You know such an application? :-). I hear from time time statements like: "This is just a report - so I don't need transactions - I'm only reading the data". In this particular case you would access the database without a defined transaction and especially isolation - so you will basically see a snapshot of the database (especially uncommitted changes).
Even if you totally ignore the transactions - you will still get the "Green Bar" in most cases. This is probably the reason, why transactions are often in fact ignored ...until the production :-).
http://blog.javasvet.net/najgor/2008/06/20/supports-propagation-is-used-by-wimps/
Posted by vpetreski on June 30, 2008 at 04:41 PM CEST #
Not sure what database you're using but with Oracle (and I suspect the other major players) you wouldn't see uncommitted changes. That would break any sort of consistency rules. Oracle only shows committed changes. So in the case of Oracle...why do I need transactions to run a read-only report again?

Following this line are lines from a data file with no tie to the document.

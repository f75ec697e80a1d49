//! OData query construction
//!
//! Builds resource URLs with system query options and merges expand/select
//! paths into a tree the schema walk can follow.

pub mod expand;
pub mod url;

pub use expand::{ExpandNode, ExpandTree};
pub use url::{DataQuery, count_url, metadata_url};
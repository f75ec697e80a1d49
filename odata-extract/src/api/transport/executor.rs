//! The HTTP seam used by [`super::Transporter`]

use async_trait::async_trait;
use std::collections::HashMap;
use std::time::Duration;

use super::error::TransportError;

/// A single GET request as handed to an executor
#[derive(Debug, Clone)]
pub struct HttpRequest {
    pub url: String,
    pub headers: Vec<(String, String)>,
}

/// Raw outcome of one HTTP exchange, before it becomes a `ResponseContainer`
#[derive(Debug, Clone)]
pub struct RawResponse {
    pub status: u16,
    pub reason: String,
    /// Header names are stored lowercase
    pub headers: HashMap<String, String>,
    /// `None` when the service sent no body
    pub body: Option<Vec<u8>>,
}

impl RawResponse {
    /// Case-insensitive header lookup
    pub fn header(&self, name: &str) -> Option<&str> {
        self.headers
            .get(&name.to_ascii_lowercase())
            .map(|v| v.as_str())
    }
}

/// Performs one HTTP GET
#[async_trait]
pub trait HttpExecutor: Send + Sync {
    async fn get(&self, request: &HttpRequest) -> Result<RawResponse, TransportError>;
}

/// Production executor backed by `reqwest`
#[derive(Debug, Clone)]
pub struct ReqwestExecutor {
    client: reqwest::Client,
}

impl ReqwestExecutor {
    /// Build a client whose connect and read timeouts are both `timeout`
    ///
    /// The read timeout applies to each read, so a slow body that keeps
    /// arriving is not cut off.
    pub fn new(timeout: Duration) -> Result<Self, TransportError> {
        let client = reqwest::Client::builder()
            .connect_timeout(timeout)
            .read_timeout(timeout)
            .build()
            .map_err(|e| TransportError::ClientSetup(Box::new(e)))?;

        Ok(Self { client })
    }
}

#[async_trait]
impl HttpExecutor for ReqwestExecutor {
    async fn get(&self, request: &HttpRequest) -> Result<RawResponse, TransportError> {
        let mut builder = self.client.get(&request.url);
        for (name, value) in &request.headers {
            builder = builder.header(name.as_str(), value.as_str());
        }

        let response = builder.send().await.map_err(|e| TransportError::Call {
            url: request.url.clone(),
            source: Box::new(e),
        })?;

        let status = response.status();
        let headers = response
            .headers()
            .iter()
            .filter_map(|(name, value)| {
                value
                    .to_str()
                    .ok()
                    .map(|v| (name.as_str().to_ascii_lowercase(), v.to_string()))
            })
            .collect();

        let bytes = response.bytes().await.map_err(|e| TransportError::Call {
            url: request.url.clone(),
            source: Box::new(e),
        })?;

        Ok(RawResponse {
            status: status.as_u16(),
            reason: status.canonical_reason().unwrap_or_default().to_string(),
            headers,
            body: if bytes.is_empty() {
                None
            } else {
                Some(bytes.to_vec())
            },
        })
    }
}
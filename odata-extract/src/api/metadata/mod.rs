//! Service metadata: models, parsing, retrieval and navigation

mod error;
pub mod models;
pub mod parse;
pub mod provider;
pub mod service;

#[cfg(test)]
pub(crate) mod fixtures;

pub use error::MetadataError;
pub use models::{
    Association, AssociationEnd, ComplexType, EntityContainer, EntitySet, EntityType, Facets,
    Multiplicity, NavigationProperty, Property, QualifiedName, SapAnnotations, ServiceMetadata,
};
pub use parse::{parse_metadata, parse_metadata_str};
pub use provider::EntityProvider;
pub use service::{ConnectionStatus, fetch_metadata, test_connection};
//! Source configuration
//!
//! Values are layered: the TOML config file first, then `ODATA_*`
//! environment variables (a `.env` file is honoured), then command line
//! flags. Only presence and the shape of the base URL are validated here.

mod error;

use std::fs;
use std::path::{Path, PathBuf};

use log::debug;
use reqwest::Url;
use serde::Deserialize;

use crate::api::resilience::{ResilienceConfig, ResilienceSettings};
use crate::api::transport::Credentials;

pub use error::ConfigError;

const APP_DIR: &str = "odata-extract";
const CONFIG_FILE: &str = "config.toml";

/// Environment variable for each overridable field
pub const ENV_BASE_URL: &str = "ODATA_BASE_URL";
pub const ENV_ENTITY: &str = "ODATA_ENTITY";
pub const ENV_USERNAME: &str = "ODATA_USERNAME";
pub const ENV_PASSWORD: &str = "ODATA_PASSWORD";
pub const ENV_FILTER: &str = "ODATA_FILTER";
pub const ENV_SELECT: &str = "ODATA_SELECT";
pub const ENV_EXPAND: &str = "ODATA_EXPAND";

/// Where the service lives, what to read and how to authenticate
#[derive(Debug, Clone, Default, PartialEq, Deserialize)]
#[serde(default)]
pub struct SourceConfig {
    pub base_url: Option<String>,
    pub entity: Option<String>,
    pub username: Option<String>,
    pub password: Option<String>,
    pub filter: Option<String>,
    /// Comma-separated, e.g. `userId,empInfo/startDate`
    pub select: Option<String>,
    /// Comma-separated, e.g. `empInfo/jobInfoNav`
    pub expand: Option<String>,
    pub page_size: Option<u32>,
    pub max_expand_depth: Option<usize>,
    pub resilience: ResilienceSettings,
}

/// Validated endpoint and credentials
#[derive(Debug, Clone)]
pub struct Connection {
    pub base_url: String,
    pub credentials: Credentials,
}

/// `<config dir>/odata-extract/config.toml`
pub fn default_config_path() -> Option<PathBuf> {
    dirs::config_dir().map(|dir| dir.join(APP_DIR).join(CONFIG_FILE))
}

impl SourceConfig {
    /// Load the config file, falling back to defaults when the default file is absent
    ///
    /// An explicitly given path must exist.
    pub fn load(path: Option<&Path>) -> Result<Self, ConfigError> {
        let (path, explicit) = match path {
            Some(path) => (path.to_path_buf(), true),
            None => match default_config_path() {
                Some(path) => (path, false),
                None => return Ok(Self::default()),
            },
        };

        if !explicit && !path.exists() {
            debug!("No config file at {}, using defaults", path.display());
            return Ok(Self::default());
        }

        debug!("Loading config from {}", path.display());
        let content = fs::read_to_string(&path).map_err(|source| ConfigError::Read {
            path: path.clone(),
            source,
        })?;
        Self::from_toml_str(&content).map_err(|source| ConfigError::Parse { path, source })
    }

    pub fn from_toml_str(content: &str) -> Result<Self, toml::de::Error> {
        toml::from_str(content)
    }

    /// Apply `ODATA_*` variables from the process environment and `.env`
    pub fn apply_env(&mut self) {
        self.apply_env_from(|key| dotenvy::var(key).ok());
    }

    pub fn apply_env_from(&mut self, lookup: impl Fn(&str) -> Option<String>) {
        let fields = [
            (ENV_BASE_URL, &mut self.base_url),
            (ENV_ENTITY, &mut self.entity),
            (ENV_USERNAME, &mut self.username),
            (ENV_PASSWORD, &mut self.password),
            (ENV_FILTER, &mut self.filter),
            (ENV_SELECT, &mut self.select),
            (ENV_EXPAND, &mut self.expand),
        ];
        for (key, field) in fields {
            if let Some(value) = lookup(key) {
                debug!("Using {} from the environment", key);
                *field = Some(value);
            }
        }
    }

    /// Replace every field that `overrides` sets
    pub fn merge(&mut self, overrides: SourceConfig) {
        fn take<T>(target: &mut Option<T>, value: Option<T>) {
            if value.is_some() {
                *target = value;
            }
        }

        take(&mut self.base_url, overrides.base_url);
        take(&mut self.entity, overrides.entity);
        take(&mut self.username, overrides.username);
        take(&mut self.password, overrides.password);
        take(&mut self.filter, overrides.filter);
        take(&mut self.select, overrides.select);
        take(&mut self.expand, overrides.expand);
        take(&mut self.page_size, overrides.page_size);
        take(&mut self.max_expand_depth, overrides.max_expand_depth);

        let resilience = overrides.resilience;
        take(&mut self.resilience.max_attempts, resilience.max_attempts);
        take(&mut self.resilience.base_delay_secs, resilience.base_delay_secs);
        take(&mut self.resilience.max_delay_secs, resilience.max_delay_secs);
        take(&mut self.resilience.backoff_multiplier, resilience.backoff_multiplier);
        take(&mut self.resilience.timeout_secs, resilience.timeout_secs);
    }

    /// Base URL and credentials, checked for presence and URL shape
    pub fn connection(&self) -> Result<Connection, ConfigError> {
        let base_url = required(&self.base_url, "base_url")?;
        let username = required(&self.username, "username")?;
        let password = required(&self.password, "password")?;

        let url = Url::parse(base_url).map_err(|e| ConfigError::InvalidUrl {
            url: base_url.to_string(),
            reason: e.to_string(),
        })?;
        if !matches!(url.scheme(), "http" | "https") {
            return Err(ConfigError::InvalidUrl {
                url: base_url.to_string(),
                reason: format!("unsupported scheme '{}'", url.scheme()),
            });
        }

        Ok(Connection {
            base_url: base_url.trim_end_matches('/').to_string(),
            credentials: Credentials::new(username, password),
        })
    }

    pub fn entity(&self) -> Result<&str, ConfigError> {
        required(&self.entity, "entity")
    }

    pub fn resilience_config(&self) -> ResilienceConfig {
        ResilienceConfig::default().with_settings(&self.resilience)
    }
}

fn required<'a>(value: &'a Option<String>, field: &'static str) -> Result<&'a str, ConfigError> {
    value
        .as_deref()
        .map(str::trim)
        .filter(|v| !v.is_empty())
        .ok_or(ConfigError::Missing(field))
}
//! Immutable result of one service call

use std::borrow::Cow;

use super::executor::RawResponse;
use crate::api::constants::SERVICE_VERSION_HEADER;

/// Status, protocol version and raw body of a service response
///
/// Built once per HTTP call and never modified afterwards. The body is kept
/// as raw bytes; decoding is left to the metadata parser or the page reader.
#[derive(Debug, Clone, PartialEq, Eq)]
pub struct ResponseContainer {
    http_status_code: u16,
    http_status_msg: String,
    data_service_version: Option<String>,
    response_stream: Option<Vec<u8>>,
}

impl ResponseContainer {
    pub fn new(
        http_status_code: u16,
        http_status_msg: impl Into<String>,
        data_service_version: Option<String>,
        response_stream: Option<Vec<u8>>,
    ) -> Self {
        Self {
            http_status_code,
            http_status_msg: http_status_msg.into(),
            data_service_version,
            response_stream,
        }
    }

    pub fn http_status_code(&self) -> u16 {
        self.http_status_code
    }

    pub fn http_status_msg(&self) -> &str {
        &self.http_status_msg
    }

    /// Value of the `dataserviceversion` response header, if sent
    pub fn data_service_version(&self) -> Option<&str> {
        self.data_service_version.as_deref()
    }

    /// Raw body bytes; `None` when the service returned no body
    pub fn response_stream(&self) -> Option<&[u8]> {
        self.response_stream.as_deref()
    }

    pub fn into_response_stream(self) -> Option<Vec<u8>> {
        self.response_stream
    }

    pub fn is_success(&self) -> bool {
        (200..300).contains(&self.http_status_code)
    }

    /// Lossy UTF-8 view of the body, truncated to `limit` characters
    ///
    /// Used for error messages; never for record decoding.
    pub fn body_excerpt(&self, limit: usize) -> Cow<'_, str> {
        let Some(body) = self.response_stream.as_deref() else {
            return Cow::Borrowed("");
        };

        let text = String::from_utf8_lossy(body);
        if text.chars().count() <= limit {
            return text;
        }

        let mut excerpt: String = text.chars().take(limit).collect();
        excerpt.push_str("...");
        Cow::Owned(excerpt)
    }
}

impl From<RawResponse> for ResponseContainer {
    fn from(raw: RawResponse) -> Self {
        let data_service_version = raw.header(SERVICE_VERSION_HEADER).map(str::to_string);
        Self {
            http_status_code: raw.status,
            http_status_msg: raw.reason,
            data_service_version,
            response_stream: raw.body,
        }
    }
}
//! Basic-authenticated GET calls with optional retry

use base64::{Engine as _, engine::general_purpose::STANDARD};
use log::{debug, error};
use std::fmt;

use super::error::TransportError;
use super::executor::{HttpExecutor, HttpRequest, ReqwestExecutor};
use super::response::ResponseContainer;
use crate::api::constants::MEDIA_TYPE_JSON;
use crate::api::resilience::{ResilienceConfig, RetryFailure, RetryPolicy, RetryableError};

/// Purpose of a call, used for logging only
#[derive(Debug, Clone, Copy, PartialEq, Eq)]
pub enum CallKind {
    Test,
    Metadata,
    Count,
    Data,
}

impl fmt::Display for CallKind {
    fn fmt(&self, f: &mut fmt::Formatter<'_>) -> fmt::Result {
        let label = match self {
            CallKind::Test => "TEST",
            CallKind::Metadata => "METADATA",
            CallKind::Count => "COUNT",
            CallKind::Data => "DATA",
        };
        f.write_str(label)
    }
}

/// Username/password pair for HTTP Basic authentication
#[derive(Clone, PartialEq, Eq)]
pub struct Credentials {
    username: String,
    password: String,
}

impl Credentials {
    pub fn new(username: impl Into<String>, password: impl Into<String>) -> Self {
        Self {
            username: username.into(),
            password: password.into(),
        }
    }

    pub fn username(&self) -> &str {
        &self.username
    }

    /// `Basic <base64(username:password)>`
    pub fn authorization_header(&self) -> String {
        let token = STANDARD.encode(format!("{}:{}", self.username, self.password));
        format!("Basic {}", token)
    }
}

impl fmt::Debug for Credentials {
    fn fmt(&self, f: &mut fmt::Formatter<'_>) -> fmt::Result {
        f.debug_struct("Credentials")
            .field("username", &self.username)
            .field("password", &"***")
            .finish()
    }
}

/// Makes authenticated calls against the OData service
///
/// Credentials are fixed at construction and sent with every call. The
/// transporter holds no per-call state, so concurrent calls on one instance
/// are independent.
#[derive(Debug)]
pub struct Transporter<E = ReqwestExecutor> {
    executor: E,
    credentials: Credentials,
    retry: RetryPolicy,
}

impl Transporter<ReqwestExecutor> {
    /// Create a transporter backed by `reqwest` with the configured timeout
    pub fn new(credentials: Credentials, config: &ResilienceConfig) -> Result<Self, TransportError> {
        let executor = ReqwestExecutor::new(config.timeout)?;
        Ok(Self::with_executor(executor, credentials, config))
    }
}

impl<E: HttpExecutor> Transporter<E> {
    pub fn with_executor(executor: E, credentials: Credentials, config: &ResilienceConfig) -> Self {
        Self {
            executor,
            credentials,
            retry: RetryPolicy::new(config.retry.clone()),
        }
    }

    pub fn executor(&self) -> &E {
        &self.executor
    }

    /// Issue one GET and return whatever the service answered
    ///
    /// Non-2xx statuses are not errors here; the caller inspects the status.
    /// I/O failures are wrapped in [`TransportError::Call`].
    pub async fn call(
        &self,
        endpoint: &str,
        media_type: &str,
        kind: CallKind,
    ) -> Result<ResponseContainer, TransportError> {
        debug!("Calling the service for {}: {}", kind, endpoint);
        let raw = self
            .executor
            .get(&self.build_request(endpoint, media_type))
            .await?;
        debug!("{} call finished with HTTP {}", kind, raw.status);

        Ok(ResponseContainer::from(raw))
    }

    /// Fetch a data page, retrying any HTTP status of 500 or above
    ///
    /// Transport failures during an attempt are returned immediately. When
    /// every attempt ends with a server error the call fails with
    /// [`TransportError::RetriesExhausted`].
    pub async fn call_with_retry(&self, endpoint: &str) -> Result<ResponseContainer, TransportError> {
        let request = self.build_request(endpoint, MEDIA_TYPE_JSON);
        let request = &request;

        debug!("Calling the service for {}: {}", CallKind::Data, endpoint);
        let outcome = self
            .retry
            .execute(|attempt| async move {
                debug!("{} attempt {}", CallKind::Data, attempt);
                let raw = self
                    .executor
                    .get(request)
                    .await
                    .map_err(RetryableError::Fatal)?;

                if raw.status >= 500 {
                    return Err(RetryableError::Retryable { status: raw.status });
                }
                Ok(raw)
            })
            .await;

        match outcome {
            Ok(raw) => {
                debug!("{} call finished with HTTP {}", CallKind::Data, raw.status);
                Ok(ResponseContainer::from(raw))
            }
            Err(RetryFailure::Exhausted {
                attempts,
                last_status,
            }) => {
                error!("Data recovery failed for URL {}.", endpoint);
                Err(TransportError::RetriesExhausted {
                    url: endpoint.to_string(),
                    attempts,
                    last_status,
                })
            }
            Err(RetryFailure::Fatal(e)) => Err(e),
        }
    }

    fn build_request(&self, endpoint: &str, media_type: &str) -> HttpRequest {
        HttpRequest {
            url: endpoint.to_string(),
            headers: vec![
                (
                    "Authorization".to_string(),
                    self.credentials.authorization_header(),
                ),
                ("Accept".to_string(), media_type.to_string()),
            ],
        }
    }
}
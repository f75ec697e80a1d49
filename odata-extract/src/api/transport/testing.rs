//! Scripted executor for transport-level tests

use async_trait::async_trait;
use std::collections::{HashMap, VecDeque};
use std::sync::Mutex;
use std::sync::atomic::{AtomicU32, Ordering};

use super::{HttpExecutor, HttpRequest, RawResponse, TransportError};

/// Replays queued outcomes in order and records every request it receives
#[derive(Default)]
pub struct ScriptedExecutor {
    script: Mutex<VecDeque<Result<RawResponse, String>>>,
    requests: Mutex<Vec<HttpRequest>>,
    calls: AtomicU32,
}

impl ScriptedExecutor {
    pub fn new() -> Self {
        Self::default()
    }

    pub fn respond(self, status: u16, body: Option<&str>) -> Self {
        self.respond_with_version(status, body, Some("2.0"))
    }

    pub fn respond_with_version(self, status: u16, body: Option<&str>, version: Option<&str>) -> Self {
        let mut headers = HashMap::new();
        if let Some(version) = version {
            headers.insert("dataserviceversion".to_string(), version.to_string());
        }
        self.script.lock().unwrap().push_back(Ok(RawResponse {
            status,
            reason: reason(status).to_string(),
            headers,
            body: body.map(|b| b.as_bytes().to_vec()),
        }));
        self
    }

    pub fn respond_times(mut self, times: usize, status: u16) -> Self {
        for _ in 0..times {
            self = self.respond(status, Some("gateway error"));
        }
        self
    }

    pub fn fail(self, message: &str) -> Self {
        self.script
            .lock()
            .unwrap()
            .push_back(Err(message.to_string()));
        self
    }

    pub fn calls(&self) -> u32 {
        self.calls.load(Ordering::SeqCst)
    }

    pub fn requests(&self) -> Vec<HttpRequest> {
        self.requests.lock().unwrap().clone()
    }
}

fn reason(status: u16) -> &'static str {
    match status {
        200 => "OK",
        401 => "Unauthorized",
        404 => "Not Found",
        500 => "Internal Server Error",
        503 => "Service Unavailable",
        _ => "",
    }
}

#[async_trait]
impl HttpExecutor for ScriptedExecutor {
    async fn get(&self, request: &HttpRequest) -> Result<RawResponse, TransportError> {
        self.calls.fetch_add(1, Ordering::SeqCst);
        self.requests.lock().unwrap().push(request.clone());

        let next = self.script.lock().unwrap().pop_front();
        match next {
            Some(Ok(response)) => Ok(response),
            Some(Err(message)) => Err(TransportError::Call {
                url: request.url.clone(),
                source: message.into(),
            }),
            None => panic!("scripted executor ran out of responses for {}", request.url),
        }
    }
}
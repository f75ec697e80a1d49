//! Expand/select path tree
//!
//! Merges slash-separated `$expand` paths into a tree and attaches `$select`
//! items to the level they address. For example expand `empInfo,empInfo/jobInfoNav`
//! with select `userId,empInfo/jobInfoNav/jobTitle` becomes:
//!
//! ```text
//! (root)        selects: userId
//! └─ empInfo
//!    └─ jobInfoNav   selects: jobTitle
//! ```
//!
//! Children keep first-seen order; that order becomes column order.

/// A node in the expand tree representing one navigation hop
#[derive(Debug, Default, Clone, PartialEq, Eq)]
pub struct ExpandNode {
    /// Select items addressed to this level, in the order given
    selects: Vec<String>,
    /// Nested expands (name, deeper node) in first-seen order
    children: Vec<(String, ExpandNode)>,
}

impl ExpandNode {
    pub fn selects(&self) -> &[String] {
        &self.selects
    }

    pub fn children(&self) -> &[(String, ExpandNode)] {
        &self.children
    }

    pub fn child(&self, name: &str) -> Option<&ExpandNode> {
        self.children
            .iter()
            .find(|(n, _)| n == name)
            .map(|(_, node)| node)
    }

    fn child_mut(&mut self, name: &str) -> Option<&mut ExpandNode> {
        self.children
            .iter_mut()
            .find(|(n, _)| n == name)
            .map(|(_, node)| node)
    }

    fn child_or_insert(&mut self, name: &str) -> &mut ExpandNode {
        let index = match self.children.iter().position(|(n, _)| n == name) {
            Some(index) => index,
            None => {
                self.children.push((name.to_string(), ExpandNode::default()));
                self.children.len() - 1
            }
        };
        &mut self.children[index].1
    }

    fn collect_paths(&self, prefix: &str, out: &mut Vec<String>) {
        for (name, child) in &self.children {
            let path = join(prefix, name);
            if child.children.is_empty() {
                out.push(path);
            } else {
                child.collect_paths(&path, out);
            }
        }
    }

    fn collect_selects(&self, prefix: &str, out: &mut Vec<String>) {
        for select in &self.selects {
            out.push(join(prefix, select));
        }
        for (name, child) in &self.children {
            child.collect_selects(&join(prefix, name), out);
        }
    }
}

/// A tree structure for expand and select paths
#[derive(Debug, Default, Clone, PartialEq, Eq)]
pub struct ExpandTree {
    root: ExpandNode,
    has_selection: bool,
}

impl ExpandTree {
    /// Create a new empty expand tree
    pub fn new() -> Self {
        Self::default()
    }

    /// Build a tree from comma-separated expand and select lists
    ///
    /// Returns the select items whose navigation prefix is not expanded.
    pub fn parse(expand: Option<&str>, select: Option<&str>) -> (Self, Vec<String>) {
        let mut tree = Self::new();
        for path in split_list(expand) {
            tree.add_expand_path(path);
        }

        let unmatched = split_list(select)
            .filter(|path| !tree.add_select_path(path))
            .map(str::to_string)
            .collect();

        (tree, unmatched)
    }

    /// Add an expand path like `a/b/c`, creating every intermediate level
    pub fn add_expand_path(&mut self, path: &str) {
        let mut node = &mut self.root;
        for segment in segments(path) {
            node = node.child_or_insert(segment);
        }
    }

    /// Attach a select item to the level named by its prefix
    ///
    /// `empInfo/startDate` lands on the `empInfo` node. Returns `false` when
    /// the prefix is not an expanded path.
    pub fn add_select_path(&mut self, path: &str) -> bool {
        let parts: Vec<&str> = segments(path).collect();
        let Some((field, prefix)) = parts.split_last() else {
            return false;
        };

        let mut node = &mut self.root;
        for segment in prefix {
            match node.child_mut(segment) {
                Some(child) => node = child,
                None => return false,
            }
        }

        self.has_selection = true;
        if !node.selects.iter().any(|s| s == field) {
            node.selects.push(field.to_string());
        }
        true
    }

    pub fn root(&self) -> &ExpandNode {
        &self.root
    }

    /// Whether any select item was given; without one every field is included
    pub fn has_selection(&self) -> bool {
        self.has_selection
    }

    /// Check if the tree is empty (no expand clauses needed)
    pub fn is_empty(&self) -> bool {
        self.root.children.is_empty()
    }

    /// Normalized `$expand` items: one entry per leaf path
    ///
    /// Expanding `a/b` implies `a`, so intermediate levels are not repeated.
    pub fn build_expand_clauses(&self) -> Vec<String> {
        let mut out = Vec::new();
        self.root.collect_paths("", &mut out);
        out
    }

    /// Normalized `$select` items, root level first
    pub fn build_select_clauses(&self) -> Vec<String> {
        let mut out = Vec::new();
        self.root.collect_selects("", &mut out);
        out
    }
}

fn split_list(list: Option<&str>) -> impl Iterator<Item = &str> {
    list.unwrap_or_default()
        .split(',')
        .map(str::trim)
        .filter(|item| !item.is_empty())
}

fn segments(path: &str) -> impl Iterator<Item = &str> {
    path.split('/').map(str::trim).filter(|s| !s.is_empty())
}

fn join(prefix: &str, name: &str) -> String {
    if prefix.is_empty() {
        name.to_string()
    } else {
        format!("{}/{}", prefix, name)
    }
}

Posted by Jason Kratz on June 30, 2008 at 06:43 PM CEST #
Jason,
if you do not configure your DataSource, you can not even rely on a certain level of consistency (its dependent on the database settings then). Btw. it is not very uncommon to run database in the "UNCOMMITTED_READ" mode... Furthermore, look at the link before (vpetreski).
If Oracle start a tx for you - it's fine. But it could even start more than one (e.g. for every JDBC statement). Then your whole report wouldn't be coherent / consistent - except you can run the whole report with one SQL-statement...:-).